Andrew Bollen wrote:

>The universes of New Sun and Short Sun really don't fit together very
>snugly. IMO, if you took them as standalones, you'd say that Short Sun is in
>the future, while New Sun is in the *deep* future. A few hundred years
>versus a geological age or two. I think that GW did a lot of back-filling to
>tie them together. (Not that I really mind - myths are generlly cobbled
>together from pieces which don't fit very well, in a logical sense.)
>
>Obvious examples:
>
>- Typhon in New Sun at least desires to rule an inter-stellar empire, and
>offers Sev the job of satrap of Earth. How does this make any sense without
>superluminal travel? If Typhon can travel faster than light, why build the
>Whorl? If he can't, is he really going to feel good about a clunky
>slower-than-light hollow asteroid crawling through space while the immense
>shp/s of the Hiero-whatsits leap/s over dimesnional boundaries?

Le Guin's main sf work has been set in a common STL interstellar culture.
One of the things that is suggested if not stated outright is that it is
only possible because they use an instantaneous communication device -- the
famed "ansible" (notoriously an anagram of "lesbian," for whatever one can
make of that factoid).  One of the other devices to knit the metaculture
together is "mindspeech," a sort of telepathy which can be learned (iirc).

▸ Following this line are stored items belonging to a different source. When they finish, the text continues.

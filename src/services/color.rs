use chrono::Utc;
use uuid::Uuid;

use crate::error::{AppError, Result};
use crate::models::color::Color;
use crate::models::pagination::{Page, Pagination};
use crate::persistence::RepoError;
use crate::repositories::color::ColorRepository;
use crate::services::store::StoreService;

#[derive(Clone)]
pub struct ColorService {
    colors: ColorRepository,
    stores: StoreService,
}

impl ColorService {
    pub fn new(colors: ColorRepository, stores: StoreService) -> Self {
        Self { colors, stores }
    }

    /// Fails with `AppError::ColorHexAlreadyExists` unless `hex` is free in the
    /// store, ignoring the color being edited.
    async fn ensure_hex_available(&self, store_id: Uuid, hex: &str, editing: Option<Uuid>) -> Result<()> {
        match self.colors.find_by_hex(store_id, hex).await? {
            Some(existing) if Some(existing.id) != editing => Err(AppError::ColorHexAlreadyExists),
            _ => Ok(()),
        }
    }

    pub async fn create(&self, store_id: Uuid, user_id: Uuid, name: &str, hex: &str) -> Result<Color> {
        self.stores.owned_store(store_id, user_id).await?;

        let color = Color::new(name, hex, store_id);
        self.ensure_hex_available(store_id, &color.hex, None).await?;

        self.colors.create(&color).await.map_err(|e| match e {
            RepoError::Conflict(_) => AppError::ColorHexAlreadyExists,
            other => other.into(),
        })?;

        tracing::info!("✅ Color {} created in store {}", color.id, store_id);
        Ok(color)
    }

    pub async fn paged_list(
        &self,
        store_id: Uuid,
        user_id: Uuid,
        pagination: Pagination,
        name: Option<&str>,
    ) -> Result<Page<Color>> {
        self.stores.owned_store(store_id, user_id).await?;
        Ok(self.colors.paged_list(store_id, pagination, name).await?)
    }

    pub async fn get(&self, store_id: Uuid, user_id: Uuid, color_id: Uuid) -> Result<Color> {
        self.stores.owned_store(store_id, user_id).await?;
        self.find_in_store(store_id, color_id).await
    }

    pub async fn update(
        &self,
        store_id: Uuid,
        user_id: Uuid,
        color_id: Uuid,
        name: &str,
        hex: &str,
    ) -> Result<Color> {
        self.stores.owned_store(store_id, user_id).await?;
        let mut color = self.find_in_store(store_id, color_id).await?;

        let hex = hex.trim();
        self.ensure_hex_available(store_id, hex, Some(color.id)).await?;

        color.name = name.trim().to_string();
        color.hex = hex.to_string();
        color.updated_at = Some(Utc::now());

        self.colors.update(&color).await.map_err(|e| match e {
            RepoError::Conflict(_) => AppError::ColorHexAlreadyExists,
            other => other.into(),
        })?;
        Ok(color)
    }

    pub async fn delete(&self, store_id: Uuid, user_id: Uuid, color_id: Uuid) -> Result<()> {
        self.stores.owned_store(store_id, user_id).await?;
        self.find_in_store(store_id, color_id).await?;
        self.colors.delete(color_id).await?;
        Ok(())
    }

    pub async fn find_in_store(&self, store_id: Uuid, color_id: Uuid) -> Result<Color> {
        self.colors
            .find_by_id(color_id)
            .await?
            .filter(|color| color.store_id == store_id)
            .ok_or(AppError::ColorNotFound)
    }
}
use axum::{
    extract::State,
    http::StatusCode,
    response::{IntoResponse, Response},
};

use crate::{error::Result, handlers::response::json, state::AppState};

/// Dumps the loaded configuration, secrets excluded. Only served in `dev`.
pub async fn show_env(State(state): State<AppState>) -> Result<Response> {
    if !state.config.is_dev() {
        return Ok(StatusCode::NOT_FOUND.into_response());
    }

    json(StatusCode::OK, state.config.as_ref())
}
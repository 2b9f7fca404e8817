use std::sync::Arc;

use anyhow::Context;

use crate::clients::cloudflare::{CloudflareClient, ImageUploader};
use crate::clients::smtp::{Mailer, SmtpMailer};
use crate::config::{Config, StorageBackend};
use crate::notifications::email::EmailNotifier;
use crate::persistence::MemoryDatabase;
use crate::repositories::Repositories;
use crate::services::{
    auth::AuthService, billboard::BillboardService, category::CategoryService,
    color::ColorService, image::ImageService, otp::OtpManager, product::ProductService,
    product_image::ProductImageService, register::RegisterService, session::SessionManager,
    size::SizeService, store::StoreService, token::TokenIssuer, user::UserManager,
};

/// The application's state.
#[derive(Clone)]
pub struct AppState {
    /// The application's configuration.
    pub config: Arc<Config>,
    /// Verifies session tokens for the auth middleware.
    pub tokens: Arc<TokenIssuer>,
    pub auth: AuthService,
    pub register: RegisterService,
    pub stores: StoreService,
    pub billboards: BillboardService,
    pub categories: CategoryService,
    pub sizes: SizeService,
    pub colors: ColorService,
    pub products: ProductService,
}

impl AppState {
    /// Creates a new `AppState` with the configured storage backend and the
    /// real SMTP and image storage clients.
    ///
    /// # Arguments
    ///
    /// * `config` - The application's configuration.
    ///
    /// # Returns
    ///
    /// A `Result` containing the `AppState`.
    pub async fn new(config: Config) -> anyhow::Result<Self> {
        let repositories = match config.storage {
            StorageBackend::Postgres => {
                let pool = crate::db::create_pool(&config.postgres)?;
                crate::db::migrate(&pool).await?;
                tracing::info!("✅ PostgreSQL pool initialized with deadpool-postgres");
                Repositories::new(&pool)
            }
            StorageBackend::Memory => {
                tracing::warn!("Using the in-memory storage backend; data is lost on exit");
                Repositories::new(&MemoryDatabase::new())
            }
        };

        let uploader = CloudflareClient::new(&config.image_storage)
            .context("Failed to build the image storage client")?;
        tracing::info!("✅ Image storage client initialized");

        let mailer = SmtpMailer::new(&config.smtp).context("Failed to build the SMTP mailer")?;
        tracing::info!("✅ SMTP mailer initialized");

        Self::build(config, repositories, Arc::new(uploader), Arc::new(mailer))
    }

    /// Wires every service from its dependencies.
    pub fn build(
        config: Config,
        repositories: Repositories,
        uploader: Arc<dyn ImageUploader>,
        mailer: Arc<dyn Mailer>,
    ) -> anyhow::Result<Self> {
        let tokens = Arc::new(
            TokenIssuer::from_keys(&config.keys).context("Failed to load the ECDSA key pair")?,
        );

        let users = UserManager::new(repositories.users.clone());
        let sessions = SessionManager::new(repositories.sessions.clone(), Arc::clone(&tokens));
        let otps = OtpManager::new(repositories.otps.clone());
        let notifier = EmailNotifier::new(mailer);

        let auth = AuthService::new(users.clone(), sessions, otps, notifier);
        let register = RegisterService::new(users, auth.clone());

        let images = ImageService::new(uploader);
        let stores = StoreService::new(repositories.stores.clone());
        let billboards = BillboardService::new(
            repositories.billboards.clone(),
            stores.clone(),
            images.clone(),
        );
        let categories = CategoryService::new(
            repositories.categories.clone(),
            stores.clone(),
            billboards.clone(),
        );
        let sizes = SizeService::new(repositories.sizes.clone(), stores.clone());
        let colors = ColorService::new(repositories.colors.clone(), stores.clone());
        let product_images = ProductImageService::new(
            images,
            repositories.product_images.clone(),
            config.image_retry,
        );
        let products = ProductService::new(
            repositories.products.clone(),
            stores.clone(),
            categories.clone(),
            sizes.clone(),
            colors.clone(),
            product_images,
        );

        Ok(AppState {
            config: Arc::new(config),
            tokens,
            auth,
            register,
            stores,
            billboards,
            categories,
            sizes,
            colors,
            products,
        })
    }
}
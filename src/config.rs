use std::env;
use std::str::FromStr;
use std::time::Duration;

use anyhow::{Context, Result};
use serde::Serialize;
use zeroize::Zeroizing;

const DEFAULT_PRIVATE_KEY_FILE: &str = "ecdsa_private.pem";
const DEFAULT_PUBLIC_KEY_FILE: &str = "ecdsa_public.pem";

/// Which repository backend the process runs on.
#[derive(Clone, Copy, Debug, PartialEq, Eq, Serialize)]
#[serde(rename_all = "lowercase")]
pub enum StorageBackend {
    Postgres,
    Memory,
}

impl FromStr for StorageBackend {
    type Err = anyhow::Error;

    fn from_str(s: &str) -> Result<Self> {
        match s.to_ascii_lowercase().as_str() {
            "postgres" | "postgresql" => Ok(StorageBackend::Postgres),
            "memory" => Ok(StorageBackend::Memory),
            other => anyhow::bail!("unknown STORAGE_BACKEND {other:?} (expected postgres or memory)"),
        }
    }
}

/// PostgreSQL connection settings.
#[derive(Clone, Debug, Serialize)]
pub struct PostgresConfig {
    pub host: String,
    pub port: u16,
    pub user: String,
    #[serde(skip)]
    pub password: String,
    pub dbname: String,
    pub max_connections: usize,
    pub timeout: Duration,
}

#[derive(Clone, Debug, Serialize)]
pub struct SmtpConfig {
    pub host: String,
    pub port: u16,
    pub user: String,
    #[serde(skip)]
    pub password: String,
}

/// Object storage used for billboard and product images.
#[derive(Clone, Debug, Serialize)]
pub struct ImageStorageConfig {
    #[serde(skip)]
    pub token: String,
    pub url: String,
    pub timeout: Duration,
}

/// Retry schedule for detached image uploads: after the n-th failed attempt
/// the task sleeps `n * base_delay`.
#[derive(Clone, Copy, Debug, Serialize)]
pub struct RetryPolicy {
    pub max_attempts: u32,
    pub base_delay: Duration,
}

impl Default for RetryPolicy {
    fn default() -> Self {
        Self {
            max_attempts: 3,
            base_delay: Duration::from_secs(1),
        }
    }
}

/// ECDSA P-256 key pair (PEM) used to sign session tokens.
#[derive(Clone)]
pub struct KeyPair {
    pub private_pem: Zeroizing<String>,
    pub public_pem: String,
}

/// The application's configuration.
///
/// Built once at startup and handed to each component by value; nothing
/// reads the environment after this point.
#[derive(Clone, Serialize)]
pub struct Config {
    /// Deployment name (`dev`, `prod`, ...).
    pub env: String,
    pub log_level: String,
    pub api_port: u16,
    #[serde(skip)]
    pub keys: KeyPair,
    pub storage: StorageBackend,
    pub postgres: PostgresConfig,
    pub smtp: SmtpConfig,
    pub cookie_name: String,
    pub image_storage: ImageStorageConfig,
    pub image_retry: RetryPolicy,
    pub rate_limit_enabled: bool,
    pub cors_origins: Vec<String>,
}

fn var_or(name: &str, default: &str) -> String {
    env::var(name).unwrap_or_else(|_| default.to_string())
}

fn parse_var<T>(name: &str, default: &str) -> Result<T>
where
    T: FromStr,
    T::Err: std::fmt::Display,
{
    var_or(name, default)
        .trim()
        .parse()
        .map_err(|e| anyhow::anyhow!("Invalid {name}: {e}"))
}

fn read_key(var: &str, fallback_file: &str) -> Result<String> {
    match env::var(var) {
        Ok(pem) if !pem.trim().is_empty() => Ok(pem.replace("\\n", "\n")),
        _ => std::fs::read_to_string(fallback_file)
            .with_context(|| format!("{var} is not set and {fallback_file} could not be read")),
    }
}

impl Config {
    /// Creates a new `Config` from environment variables.
    ///
    /// # Returns
    ///
    /// A `Result` containing the `Config`.
    pub fn from_env() -> Result<Self> {
        let keys = KeyPair {
            private_pem: Zeroizing::new(read_key("KEY_ECDSA_PRIVATE", DEFAULT_PRIVATE_KEY_FILE)?),
            public_pem: read_key("KEY_ECDSA_PUBLIC", DEFAULT_PUBLIC_KEY_FILE)?,
        };

        let cors_origins = var_or("CORS_ORIGINS", "http://localhost:3000")
            .split(',')
            .map(|origin| origin.trim().to_string())
            .filter(|origin| !origin.is_empty())
            .collect();

        Ok(Self {
            env: var_or("ENV", "dev"),
            log_level: var_or("LOG_LEVEL", "info"),
            api_port: parse_var("API_PORT", "8080")?,
            keys,
            storage: parse_var("STORAGE_BACKEND", "postgres")?,
            postgres: PostgresConfig {
                host: var_or("POSTGRES_HOST", "localhost"),
                port: parse_var("POSTGRES_PORT", "5432")?,
                user: var_or("POSTGRES_USER", "postgres"),
                password: var_or("POSTGRES_PASSWORD", ""),
                dbname: var_or("POSTGRES_NAME", "flash_buy"),
                max_connections: parse_var("POSTGRES_MAX_CONN", "16")?,
                timeout: Duration::from_secs(parse_var("POSTGRES_TIMEOUT", "5")?),
            },
            smtp: SmtpConfig {
                host: var_or("SMTP_HOST", "localhost"),
                port: parse_var("SMTP_PORT", "587")?,
                user: var_or("SMTP_USER", ""),
                password: var_or("SMTP_PASSWORD", ""),
            },
            cookie_name: var_or("COOKIE_NAME", "XPLife_id"),
            image_storage: ImageStorageConfig {
                token: var_or("CLOUD_FLARE_IMAGE_API_TOKEN", ""),
                url: var_or("CLOUD_FLARE_IMAGE_API_URL", ""),
                timeout: Duration::from_secs(parse_var("CLOUD_FLARE_IMAGE_TIMEOUT", "30")?),
            },
            image_retry: RetryPolicy {
                max_attempts: parse_var::<u32>("IMAGE_UPLOAD_MAX_ATTEMPTS", "3")?.max(1),
                base_delay: Duration::from_millis(parse_var("IMAGE_UPLOAD_RETRY_DELAY_MS", "1000")?),
            },
            rate_limit_enabled: parse_var("RATE_LIMIT_ENABLED", "true")?,
            cors_origins,
        })
    }

    pub fn is_dev(&self) -> bool {
        self.env.eq_ignore_ascii_case("dev")
    }
}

Gene Wolfe certainly read THE LEFT HAND OF DARKNESS and THE DISPOSSESSED,
and it seems highly probable that he read the other novels, too (PLANET OF
EXILE and ROCANNON'S WORLD and CITY OF ILLUSIONS) as well as the short
stories set in that background.

In TBOTNS, at the Vancean resurrection of the Stone Town, the Cumaean uses
a device to contact an entity 22 light years away for a real-time
conversation.  This is rather a lot like an ansible.  So the technology is
at least possible in the universe of Briah.  Typhon just wants to rule a Le
Guin style interstellar grouping.

Typhon does not seem to have kept all eggs in one basket -- he hedges his
bets.  The library, according to the story, was a hedge he set up:
originally he was going to burn all the books that had been collected.  But
at the last minute he came up with the hedge, just in case the empire thing
didn't work out.

So why the Whorl?  Another hedge, I say.  While all the other stuff is
conquer and control, this other project will be "pure" colonization.

>- The universe of New Sun has a bunch of human-settled planets in some kind
>of contact with each other, if only via port-calls by Tzadkiel's ship. Why
>would Typhon think it was a cool thing to send out a slow boat to found a
>crappy little colony when these old, established ones already exist, and he
>presumably intends to conquer them?

See above.

>- The literary survivals from our age in the Chras Writings are *really*
>implausible for a deep future setting.
>- At some point in Exodus Silk talks of French and Latin as extant languages
>(at least literary languages). Ditto.





>- Why none of the bio-engineered animals from New Sun on the Whorl? No
>destriers, no smilodons ...

It could be that he thought they were decadent, non-natural, time-safari
captures, and/or extrasolarian in origin.

>- Why no chems on Urth, apart from throwbacks like Jonah? Maybe there are
>some around at the time of Sev vs Typhon in UOTNS; we don't meet them,
>AFAIK. But surely Typhon's army would have been predominantly chems?

Hard to get parts in such a low-tech backwater.  Look at Jonas, for
example: repaired with biological material, for goodness sake!  Urth is far
more resource poor than the Whorl, and look at how the chems are running
down on the Whorl, after only a few hundred years of isolation.

Of course you are free to your own opinion.